* [ACTIVITY] Would you count the lines in the entries below that contain "Some"? Reply with the number only.
==== SUPPLIED INFORMATION
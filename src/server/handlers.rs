//! Route handlers.
//!
//! Each analysis handler runs the same sequence: validate the input,
//! forward to the configured vendor, normalize the reply, and (for
//! uploads) delete the scratch file before the response goes out —
//! on the error path too.

use axum::extract::{Multipart, State};
use axum::Json;
use serde_json::json;

use super::error::ApiError;
use super::AppState;
use crate::detect::DetectionResult;
use crate::jobscan::JobFraudResult;
use crate::uploads::{StoredUpload, UploadError};

/// `GET /health` — gateway liveness plus a best-effort upstream probe
/// when the proxy strategy is configured.
pub async fn health(State(state): State<AppState>) -> Json<serde_json::Value> {
    let mut body = json!({
        "status": "ok",
        "message": "TrustLens gateway is running",
    });

    if let Some(ml) = &state.ml {
        body["mlService"] = match ml.health().await {
            Ok(upstream) => upstream,
            Err(e) => {
                tracing::debug!(error = %e, "ML service health probe failed");
                json!("unavailable")
            }
        };
    }

    Json(body)
}

/// `POST /api/detect-deepfake` — multipart upload under field `file`.
pub async fn detect_deepfake(
    State(state): State<AppState>,
    mut multipart: Multipart,
) -> Result<Json<DetectionResult>, ApiError> {
    let mut stored: Option<StoredUpload> = None;
    while let Some(field) = multipart
        .next_field()
        .await
        .map_err(|e| ApiError::from(UploadError::Malformed(e.to_string())))?
    {
        if field.name() == Some("file") {
            stored = Some(state.uploads.store_field(field).await?);
            break;
        }
    }
    let upload = stored.ok_or_else(|| ApiError::from(UploadError::Missing))?;

    tracing::info!(
        original_name = %upload.original_name,
        mime_type = %upload.mime_type,
        size = upload.size,
        vendor = state.detector.name(),
        "Forwarding upload for deepfake detection"
    );

    // The scratch file is deleted before either arm returns.
    let outcome = state.detector.detect(&upload).await;
    upload.discard().await;
    let verdict = outcome?;

    Ok(Json(DetectionResult::from_verdict(verdict)))
}

/// `POST /api/analyze-job` — JSON body with job-posting fields.
pub async fn analyze_job(
    State(state): State<AppState>,
    Json(body): Json<serde_json::Value>,
) -> Result<Json<JobFraudResult>, ApiError> {
    let empty = match body.as_object() {
        Some(map) => map.is_empty(),
        None => body.is_null(),
    };
    if empty {
        return Err(ApiError::bad_request("No job data provided"));
    }

    tracing::info!(analyzer = state.analyzer.name(), "Analyzing job posting");

    let result = state.analyzer.analyze(&body).await?;
    Ok(Json(result))
}

/// `GET /api/models/info` — upstream model metadata in proxy mode,
/// static vendor metadata otherwise.
pub async fn models_info(
    State(state): State<AppState>,
) -> Result<Json<serde_json::Value>, ApiError> {
    match &state.ml {
        Some(ml) => match ml.models_info().await {
            Ok(info) => Ok(Json(info)),
            Err(e) => {
                tracing::error!(error = %e, "Failed to fetch ML service model info");
                Err(ApiError::internal("Failed to retrieve model information"))
            }
        },
        None => Ok(Json(json!({
            "detection": {
                "provider": state.detector.name(),
                "description": "External deepfake detection API",
            },
            "jobAnalysis": {
                "provider": state.analyzer.name(),
                "description": "LLM-based job posting fraud analysis",
            },
        }))),
    }
}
========
* [TASK RESULT] 6